**Problem**
For the entries below, report every line that includes the word "fields".

**Data under study**
____________________
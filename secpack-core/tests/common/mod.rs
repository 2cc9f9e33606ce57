//! Shared fixtures for workflow tests.

#![allow(dead_code)]

use std::fs;
use std::io::{Cursor, Read, Write};
use std::path::{Path, PathBuf};
use std::sync::OnceLock;

use chrono::{TimeZone, Utc};
use secpack_core::{Clock, PackOptions, UnpackOptions};
use secpack_crypto::pem::{private_key_to_pem, public_key_to_pem};
use secpack_crypto::{RsaPrivateKey, RsaPublicKey};
use tempfile::TempDir;
use zip::write::SimpleFileOptions;
use zip::{ZipArchive, ZipWriter};

type KeyPair = (RsaPrivateKey, RsaPublicKey);

fn generate() -> KeyPair {
    let private = RsaPrivateKey::new(&mut rand::rngs::OsRng, 2048).expect("generate RSA key");
    let public = private.to_public_key();
    (private, public)
}

pub fn recipient_keypair() -> &'static KeyPair {
    static KEYS: OnceLock<KeyPair> = OnceLock::new();
    KEYS.get_or_init(generate)
}

pub fn vendor_keypair() -> &'static KeyPair {
    static KEYS: OnceLock<KeyPair> = OnceLock::new();
    KEYS.get_or_init(generate)
}

/// Unrelated key pair for wrong-key and impostor cases.
pub fn stranger_keypair() -> &'static KeyPair {
    static KEYS: OnceLock<KeyPair> = OnceLock::new();
    KEYS.get_or_init(generate)
}

/// The pinned "now" used by license tests: 2030-01-01T00:00:00Z.
pub fn fixed_clock() -> Clock {
    Clock::Fixed(Utc.with_ymd_and_hms(2030, 1, 1, 0, 0, 0).unwrap())
}

/// A scratch workspace with keys on disk and a small input directory.
pub struct Fixture {
    pub dir: TempDir,
}

impl Fixture {
    pub fn new() -> Self {
        let dir = tempfile::tempdir().unwrap();
        let fx = Self { dir };

        fs::create_dir(fx.input()).unwrap();
        fs::write(fx.input().join("hello.txt"), b"hello, recipient\n").unwrap();
        let blob: Vec<u8> = (0..20_000u32).map(|i| (i * 31 % 251) as u8).collect();
        fs::write(fx.input().join("data.bin"), blob).unwrap();
        fs::write(fx.input().join("empty.txt"), b"").unwrap();

        fs::create_dir(fx.path("keys")).unwrap();
        fx.write_public("recipient_public.pem", &recipient_keypair().1);
        fx.write_private("recipient_private.pem", &recipient_keypair().0);
        fx.write_public("vendor_public.pem", &vendor_keypair().1);
        fx.write_private("vendor_private.pem", &vendor_keypair().0);
        fx.write_public("stranger_public.pem", &stranger_keypair().1);
        fx.write_private("stranger_private.pem", &stranger_keypair().0);
        fx
    }

    fn write_public(&self, name: &str, key: &RsaPublicKey) {
        fs::write(self.key(name), public_key_to_pem(key).unwrap()).unwrap();
    }

    fn write_private(&self, name: &str, key: &RsaPrivateKey) {
        fs::write(self.key(name), private_key_to_pem(key).unwrap().as_bytes()).unwrap();
    }

    pub fn path(&self, rel: &str) -> PathBuf {
        self.dir.path().join(rel)
    }

    pub fn key(&self, name: &str) -> PathBuf {
        self.path("keys").join(name)
    }

    pub fn input(&self) -> PathBuf {
        self.path("input")
    }

    pub fn packed(&self) -> PathBuf {
        self.path("packed")
    }

    pub fn decrypted(&self) -> PathBuf {
        self.path("decrypted")
    }

    pub fn archive(&self) -> PathBuf {
        self.packed().join("encrypted_files.zip")
    }

    pub fn pack_options(&self) -> PackOptions {
        PackOptions::new(
            self.input(),
            self.packed(),
            self.key("recipient_public.pem"),
        )
    }

    pub fn licensed_pack_options(&self) -> PackOptions {
        self.pack_options().license(self.key("vendor_public.pem"))
    }

    pub fn unpack_options(&self) -> UnpackOptions {
        UnpackOptions::new(self.archive(), self.key("recipient_private.pem"))
            .output_dir(self.decrypted())
            .clock(fixed_clock())
    }

    /// Issues a token signed with the named private key file.
    pub fn token(&self, signer_private: &str, expiry: &str) -> PathBuf {
        let out = self.path(&format!("token-{signer_private}-{expiry}.txt"));
        secpack_core::issue_token(
            &self.key(signer_private),
            expiry,
            "Acme Corp",
            "ops@acme.test",
            &out,
        )
        .unwrap()
    }

    /// Names of the files currently in `dir`, sorted. Missing dir reads as empty.
    pub fn listing(dir: &Path) -> Vec<String> {
        let Ok(read) = fs::read_dir(dir) else {
            return Vec::new();
        };
        let mut names: Vec<String> = read
            .map(|e| e.unwrap().file_name().into_string().unwrap())
            .collect();
        names.sort();
        names
    }
}

/// Rewrites `archive` with `edit` applied to every entry. Returning `None` drops it.
pub fn rewrite_archive(archive: &Path, edit: impl FnMut(&str, Vec<u8>) -> Option<Vec<u8>>) {
    rebuild(archive, edit, &[]);
}

/// Appends a raw entry, bypassing every name check the packer applies.
pub fn append_entry(archive: &Path, name: &str, data: &[u8]) {
    rebuild(archive, |_, d| Some(d), &[(name, data)]);
}

fn rebuild(
    archive: &Path,
    mut edit: impl FnMut(&str, Vec<u8>) -> Option<Vec<u8>>,
    extra: &[(&str, &[u8])],
) {
    let bytes = fs::read(archive).unwrap();
    let mut source = ZipArchive::new(Cursor::new(bytes)).unwrap();
    let mut writer = ZipWriter::new(Cursor::new(Vec::new()));
    for i in 0..source.len() {
        let mut entry = source.by_index(i).unwrap();
        let name = entry.name().to_string();
        let mut data = Vec::new();
        entry.read_to_end(&mut data).unwrap();
        if let Some(data) = edit(&name, data) {
            writer
                .start_file(name.as_str(), SimpleFileOptions::default())
                .unwrap();
            writer.write_all(&data).unwrap();
        }
    }
    for (name, data) in extra {
        writer
            .start_file(*name, SimpleFileOptions::default())
            .unwrap();
        writer.write_all(data).unwrap();
    }
    let out = writer.finish().unwrap().into_inner();
    fs::write(archive, out).unwrap();
}
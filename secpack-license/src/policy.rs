//! Expiry policy.
//!
//! | time left until expiry | outcome                       |
//! |------------------------|-------------------------------|
//! | already past           | [`LicenseError::Expired`]     |
//! | 24 hours or less       | [`LicenseError::Blocked`]     |
//! | 7 days or less         | [`LicenseStatus::ExpiringSoon`] |
//! | more than 7 days       | [`LicenseStatus::Valid`]      |
//!
//! Expiry dates are read as 00:00:00 UTC on that day.

use chrono::{DateTime, NaiveDate, NaiveTime, TimeDelta, Utc};
use serde::{Deserialize, Serialize};
use tracing::{info, warn};

use crate::error::{LicenseError, LicenseResult};
use crate::token::{parse_expiry, VerifiedToken};

/// Hours before expiry during which access is refused outright.
pub const BLOCK_WINDOW_HOURS: i64 = 24;

/// Days before expiry during which a renewal warning is raised.
pub const WARNING_WINDOW_DAYS: i64 = 7;

/// Source of "now" for expiry checks.
///
/// Only license evaluation reads this. A fixed clock exists so tests and
/// operators can check behavior at a chosen date.
#[derive(Debug, Clone, Copy, Default, PartialEq, Eq)]
pub enum Clock {
    /// Wall-clock UTC time.
    #[default]
    System,
    /// A pinned instant.
    Fixed(DateTime<Utc>),
}

impl Clock {
    /// Returns the current instant for this clock.
    pub fn now(&self) -> DateTime<Utc> {
        match self {
            Self::System => Utc::now(),
            Self::Fixed(at) => *at,
        }
    }

    /// Parses an override value: either `YYYY-MM-DD` (midnight UTC) or RFC 3339.
    pub fn parse_override(value: &str) -> Option<Self> {
        let value = value.trim();
        if let Some(date) = parse_expiry(value) {
            return Some(Self::Fixed(start_of_day(date)));
        }
        DateTime::parse_from_rfc3339(value)
            .ok()
            .map(|dt| Self::Fixed(dt.with_timezone(&Utc)))
    }
}

fn start_of_day(date: NaiveDate) -> DateTime<Utc> {
    date.and_time(NaiveTime::MIN).and_utc()
}

/// Non-blocking license outcomes.
#[derive(Debug, Clone, Copy, PartialEq, Eq, Serialize, Deserialize)]
#[serde(rename_all = "snake_case")]
pub enum LicenseStatus {
    /// More than the warning window remains.
    Valid,
    /// Inside the warning window; access still granted.
    ExpiringSoon,
}

impl LicenseStatus {
    /// Returns true if callers should surface a renewal warning.
    #[must_use]
    pub fn is_warning(&self) -> bool {
        matches!(self, Self::ExpiringSoon)
    }
}

/// Structured result of a successful license check.
#[derive(Debug, Clone, PartialEq, Eq, Serialize, Deserialize)]
pub struct LicenseReport {
    pub company: String,
    pub email: String,
    pub expiry: NaiveDate,
    /// Whole days left until expiry.
    pub remaining_days: i64,
    pub status: LicenseStatus,
}

impl LicenseReport {
    /// Human-readable lines for terminals and UIs.
    pub fn summary(&self) -> Vec<String> {
        let mut lines = vec![
            "License Information:".to_string(),
            format!("   Company: {}", self.company),
            format!("   Email: {}", self.email),
            format!("   Expires: {}", self.expiry),
        ];
        match self.status {
            LicenseStatus::Valid => lines.push(format!(
                "Access valid for {} more days (expires {}).",
                self.remaining_days, self.expiry
            )),
            LicenseStatus::ExpiringSoon => {
                lines.push(format!(
                    "WARNING: access will expire in {} days ({}).",
                    self.remaining_days, self.expiry
                ));
                lines.push("Please contact your vendor for license renewal.".to_string());
            }
        }
        lines
    }
}

/// Applies the expiry policy to a verified token at `now`.
pub fn evaluate(token: &VerifiedToken, now: DateTime<Utc>) -> LicenseResult<LicenseReport> {
    let claims = &token.claims;
    let expires_at = start_of_day(claims.expiry);

    if now > expires_at {
        return Err(LicenseError::Expired {
            expiry: claims.expiry,
            now,
        });
    }

    let remaining = expires_at - now;
    if remaining <= TimeDelta::hours(BLOCK_WINDOW_HOURS) {
        return Err(LicenseError::Blocked {
            expiry: claims.expiry,
            hours_remaining: remaining.num_hours(),
        });
    }

    let remaining_days = remaining.num_days();
    let status = if remaining <= TimeDelta::days(WARNING_WINDOW_DAYS) {
        warn!(
            company = %claims.company,
            expiry = %claims.expiry,
            remaining_days,
            "License expires soon"
        );
        LicenseStatus::ExpiringSoon
    } else {
        info!(
            company = %claims.company,
            expiry = %claims.expiry,
            remaining_days,
            "License valid"
        );
        LicenseStatus::Valid
    };

    Ok(LicenseReport {
        company: claims.company.clone(),
        email: claims.email.clone(),
        expiry: claims.expiry,
        remaining_days,
        status,
    })
}
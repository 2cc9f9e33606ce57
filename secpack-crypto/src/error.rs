//! Error types for the encryption layer.

use thiserror::Error;

/// Result type for crypto operations.
pub type CryptoResult<T> = Result<T, CryptoError>;

/// Errors that can occur in cryptographic operations.
#[derive(Debug, Error)]
pub enum CryptoError {
    /// PEM text could not be parsed, or holds the wrong kind of key.
    #[error("invalid key format: {0}")]
    KeyFormat(String),

    /// Encryption failed.
    #[error("encryption failed: {0}")]
    Encryption(String),

    /// Ciphertext failed authentication, or its version/structure is invalid.
    #[error("integrity check failed: {0}")]
    Integrity(String),

    /// The wrapped key could not be decrypted (wrong private key or corrupted blob).
    #[error("key unwrap failed: {0}")]
    KeyUnwrap(String),

    /// The unwrapped bytes are not a validly encoded symmetric key.
    #[error("malformed symmetric key: {0}")]
    MalformedKey(String),
}
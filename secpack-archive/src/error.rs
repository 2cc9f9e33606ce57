//! Error types for the archive crate.

use thiserror::Error;

#[derive(Debug, Error)]
pub enum ArchiveError {
    #[error("I/O error: {0}")]
    Io(#[from] std::io::Error),

    #[error("corrupt archive: {0}")]
    Zip(#[from] zip::result::ZipError),

    #[error("manifest is not valid JSON: {0}")]
    Json(#[from] serde_json::Error),

    #[error("unsafe entry path: {0:?}")]
    UnsafePath(String),

    #[error("duplicate entry: {0}")]
    DuplicateEntry(String),

    #[error("missing required entry: {0}")]
    MissingEntry(String),

    #[error("invalid archive: {0}")]
    Invalid(String),
}

/// Result type for archive operations.
pub type ArchiveResult<T> = Result<T, ArchiveError>;
use chrono::{NaiveDate, TimeZone, Utc};
use secpack_crypto::CryptoError;
use secpack_license::LicenseError;

#[test]
fn display_token_format() {
    let err = LicenseError::TokenFormat("expected 5 fields, found 3".into());
    assert!(err.to_string().contains("invalid license token format"));
    assert!(err.to_string().contains("5 fields"));
}

#[test]
fn display_signature() {
    assert_eq!(
        LicenseError::TokenSignature.to_string(),
        "license token signature invalid"
    );
}

#[test]
fn display_expired_has_both_dates() {
    let err = LicenseError::Expired {
        expiry: NaiveDate::from_ymd_opt(2024, 3, 1).unwrap(),
        now: Utc.with_ymd_and_hms(2024, 3, 5, 12, 0, 0).unwrap(),
    };
    let msg = err.to_string();
    assert!(msg.contains("2024-03-01"));
    assert!(msg.contains("2024-03-05"));
}

#[test]
fn display_blocked() {
    let err = LicenseError::Blocked {
        expiry: NaiveDate::from_ymd_opt(2024, 3, 1).unwrap(),
        hours_remaining: 5,
    };
    assert!(err.to_string().contains("within 24 hours"));
}

#[test]
fn key_errors_pass_through() {
    let err: LicenseError = CryptoError::KeyFormat("vendor public key: no PEM block found".into()).into();
    assert!(err.to_string().contains("vendor public key"));
}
____________________
**Response to the task**
    let err = LicenseError::TokenFormat("expected 5 fields, found 3".into());
    assert!(err.to_string().contains("5 fields"));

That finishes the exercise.